Roofing sheets may become expensive


Prices of roofing sheets are expected to go up following the government’s decision not to renew the industrial rebate licence on roofing sheets.

Before withdrawal of the license, manufacturers were enjoying duty free status on importation of raw materials for roofing materials, which, in turn, made prices of roofing sheets to be softer.

Some players in the construction industry have since written Malawi Revenue Authority (MRA) Commissioner General, Thom Malata asking him to re-consider the decision.


In a letter dated January 24 2018 and signed by 12 people, the manufacturers have raised a number of concerns for Malata to consider.

The manufacturers cited the importation of coils for roofing sheets manufacturing from India and China, as a major challenge affecting their business.

They also hinted that the removal of the Industrial Rebate Concession on coils would result in the imposing of a 10 percent duty.


“This makes duty on coils to be the same as duty on imported sheets. Locally manufactured roofing sheets would be more expensive than the imported profiled roofing sheets. Therefore, the industry will be forced to close its factories and to import profiled sheets as there is no economic benefit to manufacture the roofing sheets in Malawi. This will be contrary to the government initiative of “Buy Malawian,” the letter reads.

The members further expressed surprise with the decision, saying they had not planned to pay duty on raw materials.

They further said most factories have ordered raw materials and machines for 2018 based on the assumption that the raw materials would be cleared duty free as some raw materials have already arrived at the border while others are in transit anticipating duty free clearance.

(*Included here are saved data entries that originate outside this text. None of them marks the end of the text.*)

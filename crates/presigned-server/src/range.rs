//! Byte-range header parsing.

/// A validated, inclusive byte range within an object of known size.
#[derive(Debug, Clone, Copy, PartialEq, Eq)]
pub struct ByteRange {
    /// First byte offset (inclusive).
    pub start: u64,
    /// Last byte offset (inclusive), already clamped to `size - 1`.
    pub end: u64,
}

impl ByteRange {
    /// Number of bytes the range covers.
    #[must_use]
    pub fn length(&self) -> u64 {
        self.end - self.start + 1
    }
}

/// Parse a `Range` header value against an object of `size` bytes.
///
/// Accepts `bytes={start}-{end}` with either side omissible: an empty
/// start means 0, an empty end means `size - 1`, and a given end is
/// clamped to `size - 1`. Returns `None` for anything malformed, for
/// `start > end`, and for `start >= size`; the caller treats `None` as
/// "no range requested" and serves the full object rather than
/// rejecting.
///
/// Note the empty-start form is NOT the RFC 9110 suffix range:
/// `bytes=-5` means bytes 0 through 5 here.
#[must_use]
pub fn parse_range(value: &str, size: u64) -> Option<ByteRange> {
    let spec = value.strip_prefix("bytes=")?;

    let (start_raw, end_raw) = spec.split_once('-')?;
    // A second '-' makes it a multi-range or garbage; ignore it.
    if end_raw.contains('-') {
        return None;
    }

    if size == 0 {
        return None;
    }

    let start: u64 = if start_raw.is_empty() {
        0
    } else {
        start_raw.parse().ok()?
    };
    let end: u64 = if end_raw.is_empty() {
        size - 1
    } else {
        end_raw.parse().ok()?
    };

    if start > end || start >= size {
        return None;
    }

    Some(ByteRange {
        start,
        end: end.min(size - 1),
    })
}

#[cfg(test)]
mod tests {
    use super::*;

    #[test]
    fn test_should_parse_bounded_range() {
        let range = parse_range("bytes=0-4", 11).unwrap();
        assert_eq!(range, ByteRange { start: 0, end: 4 });
        assert_eq!(range.length(), 5);
    }

    #[test]
    fn test_should_default_open_end_to_last_byte() {
        let range = parse_range("bytes=5-", 11).unwrap();
        assert_eq!(range, ByteRange { start: 5, end: 10 });
        assert_eq!(range.length(), 6);
    }

    #[test]
    fn test_should_treat_empty_start_as_zero() {
        // Not an RFC suffix range: "-5" is 0..=5.
        let range = parse_range("bytes=-5", 11).unwrap();
        assert_eq!(range, ByteRange { start: 0, end: 5 });
    }

    #[test]
    fn test_should_clamp_end_to_size() {
        let range = parse_range("bytes=5-9999", 11).unwrap();
        assert_eq!(range, ByteRange { start: 5, end: 10 });
    }

    #[test]
    fn test_should_accept_single_byte_range() {
        let range = parse_range("bytes=10-10", 11).unwrap();
        assert_eq!(range.length(), 1);
    }

    #[test]
    fn test_should_ignore_inverted_range() {
        assert!(parse_range("bytes=7-3", 11).is_none());
    }

    #[test]
    fn test_should_ignore_start_beyond_size() {
        assert!(parse_range("bytes=11-", 11).is_none());
        assert!(parse_range("bytes=999-1000", 11).is_none());
    }

    #[test]
    fn test_should_ignore_malformed_values() {
        for value in [
            "bytes=",
            "bytes=abc-def",
            "bytes=1.5-3",
            "bytes=0-4,6-8",
            "bytes=0-4-6",
            "bites=0-4",
            "0-4",
            "bytes=--",
        ] {
            assert!(parse_range(value, 11).is_none(), "expected ignore: {value}");
        }
    }

    #[test]
    fn test_should_ignore_any_range_on_empty_object() {
        assert!(parse_range("bytes=0-", 0).is_none());
        assert!(parse_range("bytes=-", 0).is_none());
    }
}
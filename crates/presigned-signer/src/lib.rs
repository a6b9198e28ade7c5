//! HMAC signing and verification for presigned URLs.
//!
//! A signature is an HMAC over the canonical string
//! `"{bucket}:{path}:{expires}"`, truncated to a configured number of raw
//! digest bytes and hex-encoded. Verification recomputes the expected
//! signature and compares it to the supplied one in constant time, so the
//! comparison leaks no timing information about how many leading characters
//! matched.
//!
//! # Usage
//!
//! ```
//! use presigned_core::config::SignatureConfig;
//! use presigned_signer::{HmacSigner, UrlSigner};
//!
//! let signer = HmacSigner::new("secret-key".into(), SignatureConfig::default());
//! let sig = signer.sign("photos", "vacation/img.jpg", 1_700_000_000);
//! assert!(signer.verify("photos", "vacation/img.jpg", 1_700_000_000, &sig));
//! ```

mod hmac;

pub use hmac::{HmacSigner, UrlSigner};
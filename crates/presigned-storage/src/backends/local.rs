//! Local filesystem storage backend.

use std::fs;
use std::path::{Component, Path, PathBuf};
use std::time::UNIX_EPOCH;

use bytes::Bytes;
use tracing::warn;

use presigned_core::error::{PresignedUrlError, PresignedUrlResult};

use crate::backend::{ObjectRead, StorageBackend};

/// Storage backend serving files from under a base directory.
///
/// Object paths are resolved relative to the base directory; any path
/// containing a parent-directory component is rejected before touching
/// the filesystem, so objects can never escape the root.
#[derive(Debug, Clone)]
pub struct LocalBackend {
    base_dir: PathBuf,
}

impl LocalBackend {
    /// Create a backend rooted at `base_dir`.
    ///
    /// The directory is not required to exist yet; lookups against a
    /// missing directory simply report the object as absent.
    pub fn new(base_dir: impl Into<PathBuf>) -> Self {
        Self {
            base_dir: base_dir.into(),
        }
    }

    /// Resolve an object path to an absolute filesystem path.
    ///
    /// # Errors
    ///
    /// Returns [`PresignedUrlError::InvalidPath`] when the path contains
    /// a `..` component or is absolute.
    fn resolve(&self, path: &str) -> PresignedUrlResult<PathBuf> {
        let relative = Path::new(path.trim_start_matches('/'));

        for component in relative.components() {
            match component {
                Component::Normal(_) | Component::CurDir => {}
                Component::ParentDir | Component::RootDir | Component::Prefix(_) => {
                    warn!(path, "rejected path escaping the storage root");
                    return Err(PresignedUrlError::InvalidPath {
                        path: path.to_owned(),
                    });
                }
            }
        }

        Ok(self.base_dir.join(relative))
    }

    fn metadata(&self, path: &str) -> PresignedUrlResult<fs::Metadata> {
        let full = self.resolve(path)?;
        fs::metadata(&full)
            .ok()
            .filter(fs::Metadata::is_file)
            .ok_or_else(|| PresignedUrlError::FileNotFound {
                path: path.to_owned(),
            })
    }
}

impl StorageBackend for LocalBackend {
    fn exists(&self, path: &str) -> PresignedUrlResult<bool> {
        let full = self.resolve(path)?;
        Ok(full.is_file())
    }

    fn read(&self, path: &str) -> PresignedUrlResult<Bytes> {
        let full = self.resolve(path)?;
        let data = fs::read(&full).map_err(|_| PresignedUrlError::FileNotFound {
            path: path.to_owned(),
        })?;
        Ok(Bytes::from(data))
    }

    fn read_stream(&self, path: &str) -> PresignedUrlResult<Box<dyn ObjectRead>> {
        let full = self.resolve(path)?;
        let file = fs::File::open(&full).map_err(|_| PresignedUrlError::FileNotFound {
            path: path.to_owned(),
        })?;
        Ok(Box::new(file))
    }

    fn size(&self, path: &str) -> PresignedUrlResult<u64> {
        Ok(self.metadata(path)?.len())
    }

    fn mime_type(&self, path: &str) -> String {
        mime_guess::from_path(path)
            .first_raw()
            .unwrap_or("application/octet-stream")
            .to_owned()
    }

    fn last_modified(&self, path: &str) -> i64 {
        let Ok(metadata) = self.metadata(path) else {
            return 0;
        };
        metadata
            .modified()
            .ok()
            .and_then(|t| t.duration_since(UNIX_EPOCH).ok())
            .and_then(|d| i64::try_from(d.as_secs()).ok())
            .unwrap_or(0)
    }
}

“This means the industry has to immediately down size and lay off factory workers and close factories as imported roofing sheets from neighbouring countries through the Common Market for Eastern and Southern Africa or the Southern Africa Development Community would be duty free and cheaper than the locally manufactured duty-paid roofing sheets. Neighbouring countries are importing coils from India or China and exporting finished roofing sheets to Malawi,” part of the letter reads.

The sector also observed that since the roofing sheets would be cheaper to import duty free from neighbouring countries, the government would lose revenue, which the industry contributes in form of Value Added Tax, Corporate Tax and Pay as You Earn.

The members also argued that the importation of roofing sheets would result in loss of foreign exchange.

“Closure of the roofing sheet industry will result in short supply of roofing sheets in the market against the high demand. This will result in the increase in prices of roofing sheets making it unaffordable for the local population,” the group says.

The manufacturers have requested Malata to rescind the decision arguing this would allow industry to have ample time to plan better.

When contacted, MRA publicist, Steve Kapoloma, referred the issue to Ministry of Finance. Kapoloma said the matter borders on policy, an area that cannot be handled in isolation by MRA.

Spokesperson in the Ministry of Finance, Davis Sado, confirmed that the sector presented the same issues during the pre-budget consultations and that the ministry has since responded.

However, a source speaking to us in confidence said the committee mandated to oversee rebate licenses decided to revoke the waiver following underperformance of the sector.

“The committee decided to remove the licence because the sector has been underperforming. The whole idea of industrial rebate is to encourage value addition. But what happens with the roofing sheet sector is that their value addition is very minimal; hence, the decision to have it removed,” the source said.